• [WHAT TO DO]: Write out all the data again, exactly as it stands.

:::

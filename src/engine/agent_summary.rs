use crate::domain::{
    AgentCustomerShare, AgentId, AgentShareBreakdown, AgentTripSummary, CustomerId,
    CustomerTripStats, Decimal, TripId,
};
use std::collections::{BTreeMap, BTreeSet};

/// Derives one summary per agent from the trip's breakdown.
///
/// `also_zero` lists agents that must get a row even without a breakdown
/// entry (trip members, agents with a previous summary) so that stale rows
/// are overwritten with zeros instead of lingering.
pub fn summarize_agents(
    trip_id: TripId,
    breakdown: &[AgentShareBreakdown],
    shares: &[AgentCustomerShare],
    customer_stats: &[CustomerTripStats],
    also_zero: &BTreeSet<AgentId>,
) -> Vec<AgentTripSummary> {
    let mut managed: BTreeMap<AgentId, BTreeSet<CustomerId>> = BTreeMap::new();
    for share in shares {
        managed
            .entry(share.agent_id)
            .or_default()
            .insert(share.customer_id);
    }

    let mut agents: BTreeSet<AgentId> = breakdown.iter().map(|b| b.agent_id).collect();
    agents.extend(also_zero.iter().copied());

    agents
        .into_iter()
        .map(|agent_id| {
            let mut summary = AgentTripSummary::zeroed(trip_id, agent_id);
            if let Some(customers) = managed.get(&agent_id) {
                summary.customer_count = customers.len() as i64;
                for row in customer_stats
                    .iter()
                    .filter(|s| customers.contains(&s.customer_id))
                {
                    summary.total_win_loss += row.total_win_loss;
                    summary.total_profit += row.net_result;
                    summary.total_commission += row.total_commission_earned;
                }
            }
            summary.agent_profit_share = breakdown
                .iter()
                .find(|b| b.agent_id == agent_id)
                .map(|b| b.share_amount)
                .unwrap_or_default();
            summary
        })
        .collect()
}

/// Sum of the agents' signed shares as recorded on summary rows.
pub fn summarized_agent_share(summaries: &[AgentTripSummary]) -> Decimal {
    summaries.iter().map(|s| s.agent_profit_share).sum()
}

:::

• [EXPECTED ANSWER]:
filename src/engine/agent_summary.rs
use crate::domain::{
    AgentCustomerShare, AgentId, AgentShareBreakdown, AgentTripSummary, CustomerId,
    CustomerTripStats, Decimal, TripId,
};
use std::collections::{BTreeMap, BTreeSet};

/// Derives one summary per agent from the trip's breakdown.
///
/// `also_zero` lists agents that must get a row even without a breakdown
/// entry (trip members, agents with a previous summary) so that stale rows
/// are overwritten with zeros instead of lingering.
pub fn summarize_agents(
    trip_id: TripId,
    breakdown: &[AgentShareBreakdown],
    shares: &[AgentCustomerShare],
    customer_stats: &[CustomerTripStats],
    also_zero: &BTreeSet<AgentId>,
) -> Vec<AgentTripSummary> {
    let mut managed: BTreeMap<AgentId, BTreeSet<CustomerId>> = BTreeMap::new();
    for share in shares {
        managed
            .entry(share.agent_id)
            .or_default()
            .insert(share.customer_id);
    }

    let mut agents: BTreeSet<AgentId> = breakdown.iter().map(|b| b.agent_id).collect();
    agents.extend(also_zero.iter().copied());

    agents
        .into_iter()
        .map(|agent_id| {
            let mut summary = AgentTripSummary::zeroed(trip_id, agent_id);
            if let Some(customers) = managed.get(&agent_id) {
                summary.customer_count = customers.len() as i64;
                for row in customer_stats
                    .iter()
                    .filter(|s| customers.contains(&s.customer_id))
                {
                    summary.total_win_loss += row.total_win_loss;
                    summary.total_profit += row.net_result;
                    summary.total_commission += row.total_commission_earned;
                }
            }
            summary.agent_profit_share = breakdown
                .iter()
                .find(|b| b.agent_id == agent_id)
                .map(|b| b.share_amount)
                .unwrap_or_default();
            summary
        })
        .collect()
}

/// Sum of the agents' signed shares as recorded on summary rows.
pub fn summarized_agent_share(summaries: &[AgentTripSummary]) -> Decimal {
    summaries.iter().map(|s| s.agent_profit_share).sum()
}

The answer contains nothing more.